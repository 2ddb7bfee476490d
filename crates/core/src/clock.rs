// SPDX-License-Identifier: BUSL-1.1
// Copyright (c) 2026 Alfred Jean LLC

//! Clock abstraction for testable time handling.

use parking_lot::Mutex;
use std::sync::Arc;
use std::time::{Duration, Instant, SystemTime, UNIX_EPOCH};

/// A clock that provides the current time.
pub trait Clock: Clone + Send + Sync {
    fn now(&self) -> Instant;
    fn epoch_secs(&self) -> u64;
}

/// Real system clock.
#[derive(Clone, Default)]
pub struct SystemClock;

impl Clock for SystemClock {
    fn now(&self) -> Instant {
        Instant::now()
    }

    fn epoch_secs(&self) -> u64 {
        SystemTime::now().duration_since(UNIX_EPOCH).unwrap_or_default().as_secs()
    }
}

/// Fake clock for testing with controllable time.
#[derive(Clone)]
pub struct FakeClock {
    current: Arc<Mutex<Instant>>,
    epoch_secs: Arc<Mutex<u64>>,
}

impl FakeClock {
    pub fn new() -> Self {
        Self {
            current: Arc::new(Mutex::new(Instant::now())),
            epoch_secs: Arc::new(Mutex::new(1_700_000_000)),
        }
    }

    /// Advance the clock by the given duration.
    pub fn advance(&self, duration: Duration) {
        *self.current.lock() += duration;
        *self.epoch_secs.lock() += duration.as_secs();
    }

    pub fn set_epoch_secs(&self, secs: u64) {
        *self.epoch_secs.lock() = secs;
    }
}

impl Default for FakeClock {
    fn default() -> Self {
        Self::new()
    }
}

impl Clock for FakeClock {
    fn now(&self) -> Instant {
        *self.current.lock()
    }

    fn epoch_secs(&self) -> u64 {
        *self.epoch_secs.lock()
    }
}

#[cfg(test)]
#[path = "clock_tests.rs"]
mod tests;
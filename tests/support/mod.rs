// SPDX-License-Identifier: BUSL-1.1
// Copyright (c) 2026 Alfred Jean LLC

//! Test harness shared by the workspace-level spec tests: spawns the real
//! `jobcored` binary against a scratch output directory and a mock
//! tracker backend, and tears it down on drop.

use std::net::TcpListener;
use std::path::PathBuf;
use std::process::{Child, Command, Stdio};
use std::time::Duration;
use tempfile::TempDir;
use wiremock::matchers::{method, path, path_regex};
use wiremock::{Mock, MockServer, ResponseTemplate};

pub const WANDB_ENTITY: &str = "test-entity";
pub const WANDB_PROJECT: &str = "test-project";

/// What the daemon's single subprocess entrypoint does, for the
/// duration of one [`TestDaemon`] instance.
pub enum Entrypoint {
    /// Sleeps for the given number of seconds, then exits 0.
    Sleep(u64),
    /// Exits immediately with the given status code.
    ExitCode(i32),
}

pub struct TestDaemon {
    child: Child,
    pub base_url: String,
    pub output_root: TempDir,
    // Held for the daemon's lifetime; dropping it tears down the mock server.
    _tracker: MockServer,
}

impl TestDaemon {
    /// Start a `jobcored` instance bound to a free loopback port, wired to
    /// a mock wandb tracker that accepts any run and a subprocess
    /// entrypoint behaving as `kind` describes.
    pub async fn spawn(kind: Entrypoint) -> Self {
        let tracker = mock_wandb_server().await;
        let output_root = TempDir::new().expect("tempdir");
        let script_path = write_entrypoint_script(&output_root, kind);
        let port = free_port();
        let base_url = format!("http://127.0.0.1:{port}");

        let child = Command::new(jobcored_bin())
            .env("JOBCORE_BIND_ADDR", format!("127.0.0.1:{port}"))
            .env("JOBCORE_OUTPUT_ROOT", output_root.path())
            .env("JOBCORE_PYTHON_BIN", "/bin/sh")
            .env("JOBCORE_TRAIN_ENTRYPOINT", &script_path)
            .env("JOBCORE_MONITOR_INTERVAL_SECS", "1")
            .env("JOBCORE_STALL_TIMEOUT_SECS", "30")
            .env("JOBCORE_UPLOAD_TIMEOUT_SECS", "10")
            .env("JOBCORE_MAX_WAIT_SECS", "10")
            .env("TRACKING_BACKEND", "wandb")
            .env("WANDB_API_KEY", "test-key")
            .env("WANDB_ENTITY", WANDB_ENTITY)
            .env("WANDB_PROJECT", WANDB_PROJECT)
            .env("WANDB_BASE_URL", tracker.uri())
            .env("RUST_LOG", "error")
            .stdout(Stdio::null())
            .stderr(Stdio::null())
            .spawn()
            .expect("spawn jobcored");

        let daemon = Self { child, base_url, output_root, _tracker: tracker };
        daemon.wait_ready().await;
        daemon
    }

    async fn wait_ready(&self) {
        let client = reqwest::Client::new();
        let deadline = tokio::time::Instant::now() + Duration::from_secs(10);
        loop {
            if client.get(format!("{}/queue", self.base_url)).send().await.is_ok() {
                return;
            }
            if tokio::time::Instant::now() >= deadline {
                panic!("jobcored did not become ready within the deadline");
            }
            tokio::time::sleep(Duration::from_millis(50)).await;
        }
    }

    pub fn url(&self, path: &str) -> String {
        format!("{}{}", self.base_url, path)
    }
}

impl Drop for TestDaemon {
    fn drop(&mut self) {
        let _ = self.child.kill();
        let _ = self.child.wait();
    }
}

fn jobcored_bin() -> PathBuf {
    assert_cmd::cargo::cargo_bin("jobcored")
}

fn free_port() -> u16 {
    let listener = TcpListener::bind("127.0.0.1:0").expect("bind ephemeral port");
    listener.local_addr().expect("local_addr").port()
}

fn write_entrypoint_script(root: &TempDir, kind: Entrypoint) -> PathBuf {
    let body = match kind {
        Entrypoint::Sleep(secs) => format!("#!/bin/sh\nsleep {secs}\nexit 0\n"),
        Entrypoint::ExitCode(code) => format!("#!/bin/sh\nexit {code}\n"),
    };
    let script_path = root.path().join("entrypoint.sh");
    std::fs::write(&script_path, body).expect("write entrypoint script");
    script_path
}

/// Mount the two wandb endpoints the daemon actually calls when a job
/// runs to completion: run creation and run finish. No credentials are
/// checked; any bearer token is accepted.
async fn mock_wandb_server() -> MockServer {
    let server = MockServer::start().await;
    Mock::given(method("POST"))
        .and(path("/api/runs"))
        .respond_with(ResponseTemplate::new(200).set_body_json(serde_json::json!({})))
        .mount(&server)
        .await;
    Mock::given(method("POST"))
        .and(path_regex(format!("^/{WANDB_ENTITY}/{WANDB_PROJECT}/runs/.*/finish$")))
        .respond_with(ResponseTemplate::new(200).set_body_json(serde_json::json!({})))
        .mount(&server)
        .await;
    server
}

pub fn job_config(model_name: &str) -> serde_json::Value {
    serde_json::json!({ "model_name": model_name })
}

▬▬▬▬▬▬

- _Exercise description_
Your task is to copy each line of the listing that holds the word "await".

- _Result of this exercise_
        let tracker = mock_wandb_server().await;
        daemon.wait_ready().await;
            if client.get(format!("{}/queue", self.base_url)).send().await.is_ok() {
            tokio::time::sleep(Duration::from_millis(50)).await;
    let server = MockServer::start().await;
        .await;
        .await;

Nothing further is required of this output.